### Source material
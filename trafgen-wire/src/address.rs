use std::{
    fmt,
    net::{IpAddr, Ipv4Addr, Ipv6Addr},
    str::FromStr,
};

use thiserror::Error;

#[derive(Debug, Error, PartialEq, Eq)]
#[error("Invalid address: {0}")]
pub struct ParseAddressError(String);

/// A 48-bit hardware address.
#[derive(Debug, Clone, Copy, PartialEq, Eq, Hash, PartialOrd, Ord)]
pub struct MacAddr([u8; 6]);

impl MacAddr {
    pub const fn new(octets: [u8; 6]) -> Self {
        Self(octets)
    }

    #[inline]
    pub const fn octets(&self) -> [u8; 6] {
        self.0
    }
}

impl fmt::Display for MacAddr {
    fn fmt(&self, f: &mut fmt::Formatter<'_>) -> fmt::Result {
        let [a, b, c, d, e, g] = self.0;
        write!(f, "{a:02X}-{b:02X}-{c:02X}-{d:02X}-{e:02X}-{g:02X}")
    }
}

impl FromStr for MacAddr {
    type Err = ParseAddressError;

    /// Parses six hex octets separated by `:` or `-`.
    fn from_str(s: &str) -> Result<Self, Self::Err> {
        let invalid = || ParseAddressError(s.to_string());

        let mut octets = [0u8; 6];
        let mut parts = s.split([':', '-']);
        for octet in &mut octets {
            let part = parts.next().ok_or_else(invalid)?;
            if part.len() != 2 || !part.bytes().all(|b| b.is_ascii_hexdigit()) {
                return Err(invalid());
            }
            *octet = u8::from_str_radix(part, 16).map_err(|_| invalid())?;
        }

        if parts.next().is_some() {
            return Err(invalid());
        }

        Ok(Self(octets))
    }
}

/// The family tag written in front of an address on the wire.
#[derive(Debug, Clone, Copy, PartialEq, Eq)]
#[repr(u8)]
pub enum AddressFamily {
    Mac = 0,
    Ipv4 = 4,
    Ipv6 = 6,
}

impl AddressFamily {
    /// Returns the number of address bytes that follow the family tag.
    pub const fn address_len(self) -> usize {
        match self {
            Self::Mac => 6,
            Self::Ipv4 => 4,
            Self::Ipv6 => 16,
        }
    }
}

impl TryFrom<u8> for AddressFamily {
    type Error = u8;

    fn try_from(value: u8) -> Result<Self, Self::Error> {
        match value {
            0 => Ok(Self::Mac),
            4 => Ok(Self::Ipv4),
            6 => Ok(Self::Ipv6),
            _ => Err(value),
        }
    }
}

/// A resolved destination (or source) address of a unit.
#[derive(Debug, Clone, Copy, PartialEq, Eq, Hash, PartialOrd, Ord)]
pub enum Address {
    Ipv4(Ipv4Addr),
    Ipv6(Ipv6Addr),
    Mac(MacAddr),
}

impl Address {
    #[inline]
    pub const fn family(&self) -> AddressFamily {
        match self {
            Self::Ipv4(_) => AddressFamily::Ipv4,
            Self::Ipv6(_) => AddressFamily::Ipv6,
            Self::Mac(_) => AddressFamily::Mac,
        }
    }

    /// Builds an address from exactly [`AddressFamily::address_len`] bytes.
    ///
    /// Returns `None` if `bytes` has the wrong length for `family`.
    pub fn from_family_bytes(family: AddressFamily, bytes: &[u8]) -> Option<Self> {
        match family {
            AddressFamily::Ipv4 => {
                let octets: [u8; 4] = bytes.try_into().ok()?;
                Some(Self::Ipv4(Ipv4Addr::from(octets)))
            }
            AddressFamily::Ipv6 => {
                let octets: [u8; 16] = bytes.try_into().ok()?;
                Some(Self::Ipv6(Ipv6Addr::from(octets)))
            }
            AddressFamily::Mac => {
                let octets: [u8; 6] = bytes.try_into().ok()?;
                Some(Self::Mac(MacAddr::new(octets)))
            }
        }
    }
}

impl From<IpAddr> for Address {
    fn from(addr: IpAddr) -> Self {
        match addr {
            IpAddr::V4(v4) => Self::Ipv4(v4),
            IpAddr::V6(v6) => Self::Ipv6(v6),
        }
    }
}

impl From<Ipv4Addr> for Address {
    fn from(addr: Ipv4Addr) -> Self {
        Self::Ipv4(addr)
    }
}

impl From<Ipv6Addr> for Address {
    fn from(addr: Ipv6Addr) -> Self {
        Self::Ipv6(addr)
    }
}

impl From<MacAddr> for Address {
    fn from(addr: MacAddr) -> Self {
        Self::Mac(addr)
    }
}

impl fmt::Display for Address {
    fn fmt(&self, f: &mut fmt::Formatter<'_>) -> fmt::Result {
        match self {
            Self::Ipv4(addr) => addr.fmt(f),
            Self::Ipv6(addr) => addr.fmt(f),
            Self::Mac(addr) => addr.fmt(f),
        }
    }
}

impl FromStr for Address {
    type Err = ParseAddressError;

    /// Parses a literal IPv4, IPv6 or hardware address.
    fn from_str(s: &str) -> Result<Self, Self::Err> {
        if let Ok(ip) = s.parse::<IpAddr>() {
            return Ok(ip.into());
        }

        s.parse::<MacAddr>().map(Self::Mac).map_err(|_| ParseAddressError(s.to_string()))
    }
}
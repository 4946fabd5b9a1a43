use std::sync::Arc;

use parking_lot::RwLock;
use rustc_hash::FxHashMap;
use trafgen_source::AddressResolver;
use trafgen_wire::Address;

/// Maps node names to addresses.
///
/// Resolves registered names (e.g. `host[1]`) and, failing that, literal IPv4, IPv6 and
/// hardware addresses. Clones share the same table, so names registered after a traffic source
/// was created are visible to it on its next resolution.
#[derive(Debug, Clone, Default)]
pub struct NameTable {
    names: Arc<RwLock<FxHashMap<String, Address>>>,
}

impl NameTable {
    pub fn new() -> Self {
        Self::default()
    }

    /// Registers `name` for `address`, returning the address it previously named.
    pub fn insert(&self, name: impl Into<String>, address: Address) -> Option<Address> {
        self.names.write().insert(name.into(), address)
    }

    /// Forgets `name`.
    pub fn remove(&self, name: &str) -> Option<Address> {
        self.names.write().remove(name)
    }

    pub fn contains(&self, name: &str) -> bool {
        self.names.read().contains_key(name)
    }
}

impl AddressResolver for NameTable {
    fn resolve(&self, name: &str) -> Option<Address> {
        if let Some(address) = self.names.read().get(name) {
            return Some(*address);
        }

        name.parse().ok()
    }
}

### What to work on
Whatever is in the entries above, write it out exactly.

### Written response
filename trafgen-wire/src/address.rs
use std::{
    fmt,
    net::{IpAddr, Ipv4Addr, Ipv6Addr},
    str::FromStr,
};

use thiserror::Error;

#[derive(Debug, Error, PartialEq, Eq)]
#[error("Invalid address: {0}")]
pub struct ParseAddressError(String);

/// A 48-bit hardware address.
#[derive(Debug, Clone, Copy, PartialEq, Eq, Hash, PartialOrd, Ord)]
pub struct MacAddr([u8; 6]);

impl MacAddr {
    pub const fn new(octets: [u8; 6]) -> Self {
        Self(octets)
    }

    #[inline]
    pub const fn octets(&self) -> [u8; 6] {
        self.0
    }
}

impl fmt::Display for MacAddr {
    fn fmt(&self, f: &mut fmt::Formatter<'_>) -> fmt::Result {
        let [a, b, c, d, e, g] = self.0;
        write!(f, "{a:02X}-{b:02X}-{c:02X}-{d:02X}-{e:02X}-{g:02X}")
    }
}

impl FromStr for MacAddr {
    type Err = ParseAddressError;

    /// Parses six hex octets separated by `:` or `-`.
    fn from_str(s: &str) -> Result<Self, Self::Err> {
        let invalid = || ParseAddressError(s.to_string());

        let mut octets = [0u8; 6];
        let mut parts = s.split([':', '-']);
        for octet in &mut octets {
            let part = parts.next().ok_or_else(invalid)?;
            if part.len() != 2 || !part.bytes().all(|b| b.is_ascii_hexdigit()) {
                return Err(invalid());
            }
            *octet = u8::from_str_radix(part, 16).map_err(|_| invalid())?;
        }

        if parts.next().is_some() {
            return Err(invalid());
        }

        Ok(Self(octets))
    }
}

/// The family tag written in front of an address on the wire.
#[derive(Debug, Clone, Copy, PartialEq, Eq)]
#[repr(u8)]
pub enum AddressFamily {
    Mac = 0,
    Ipv4 = 4,
    Ipv6 = 6,
}

impl AddressFamily {
    /// Returns the number of address bytes that follow the family tag.
    pub const fn address_len(self) -> usize {
        match self {
            Self::Mac => 6,
            Self::Ipv4 => 4,
            Self::Ipv6 => 16,
        }
    }
}

impl TryFrom<u8> for AddressFamily {
    type Error = u8;

    fn try_from(value: u8) -> Result<Self, Self::Error> {
        match value {
            0 => Ok(Self::Mac),
            4 => Ok(Self::Ipv4),
            6 => Ok(Self::Ipv6),
            _ => Err(value),
        }
    }
}

/// A resolved destination (or source) address of a unit.
#[derive(Debug, Clone, Copy, PartialEq, Eq, Hash, PartialOrd, Ord)]
pub enum Address {
    Ipv4(Ipv4Addr),
    Ipv6(Ipv6Addr),
    Mac(MacAddr),
}

impl Address {
    #[inline]
    pub const fn family(&self) -> AddressFamily {
        match self {
            Self::Ipv4(_) => AddressFamily::Ipv4,
            Self::Ipv6(_) => AddressFamily::Ipv6,
            Self::Mac(_) => AddressFamily::Mac,
        }
    }

    /// Builds an address from exactly [`AddressFamily::address_len`] bytes.
    ///
    /// Returns `None` if `bytes` has the wrong length for `family`.
    pub fn from_family_bytes(family: AddressFamily, bytes: &[u8]) -> Option<Self> {
        match family {
            AddressFamily::Ipv4 => {
                let octets: [u8; 4] = bytes.try_into().ok()?;
                Some(Self::Ipv4(Ipv4Addr::from(octets)))
            }
            AddressFamily::Ipv6 => {
                let octets: [u8; 16] = bytes.try_into().ok()?;
                Some(Self::Ipv6(Ipv6Addr::from(octets)))
            }
            AddressFamily::Mac => {
                let octets: [u8; 6] = bytes.try_into().ok()?;
                Some(Self::Mac(MacAddr::new(octets)))
            }
        }
    }
}

impl From<IpAddr> for Address {
    fn from(addr: IpAddr) -> Self {
        match addr {
            IpAddr::V4(v4) => Self::Ipv4(v4),
            IpAddr::V6(v6) => Self::Ipv6(v6),
        }
    }
}

impl From<Ipv4Addr> for Address {
    fn from(addr: Ipv4Addr) -> Self {
        Self::Ipv4(addr)
    }
}

impl From<Ipv6Addr> for Address {
    fn from(addr: Ipv6Addr) -> Self {
        Self::Ipv6(addr)
    }
}

impl From<MacAddr> for Address {
    fn from(addr: MacAddr) -> Self {
        Self::Mac(addr)
    }
}

impl fmt::Display for Address {
    fn fmt(&self, f: &mut fmt::Formatter<'_>) -> fmt::Result {
        match self {
            Self::Ipv4(addr) => addr.fmt(f),
            Self::Ipv6(addr) => addr.fmt(f),
            Self::Mac(addr) => addr.fmt(f),
        }
    }
}

impl FromStr for Address {
    type Err = ParseAddressError;

    /// Parses a literal IPv4, IPv6 or hardware address.
    fn from_str(s: &str) -> Result<Self, Self::Err> {
        if let Ok(ip) = s.parse::<IpAddr>() {
            return Ok(ip.into());
        }

        s.parse::<MacAddr>().map(Self::Mac).map_err(|_| ParseAddressError(s.to_string()))
    }
}
repository 4946fabd5b9a1a43
use std::sync::Arc;

use parking_lot::RwLock;
use rustc_hash::FxHashMap;
use trafgen_source::AddressResolver;
use trafgen_wire::Address;

/// Maps node names to addresses.
///
/// Resolves registered names (e.g. `host[1]`) and, failing that, literal IPv4, IPv6 and
/// hardware addresses. Clones share the same table, so names registered after a traffic source
/// was created are visible to it on its next resolution.
#[derive(Debug, Clone, Default)]
pub struct NameTable {
    names: Arc<RwLock<FxHashMap<String, Address>>>,
}

impl NameTable {
    pub fn new() -> Self {
        Self::default()
    }

    /// Registers `name` for `address`, returning the address it previously named.
    pub fn insert(&self, name: impl Into<String>, address: Address) -> Option<Address> {
        self.names.write().insert(name.into(), address)
    }

    /// Forgets `name`.
    pub fn remove(&self, name: &str) -> Option<Address> {
        self.names.write().remove(name)
    }

    pub fn contains(&self, name: &str) -> bool {
        self.names.read().contains_key(name)
    }
}

impl AddressResolver for NameTable {
    fn resolve(&self, name: &str) -> Option<Address> {
        if let Some(address) = self.names.read().get(name) {
            return Some(*address);
        }

        name.parse().ok()
    }
}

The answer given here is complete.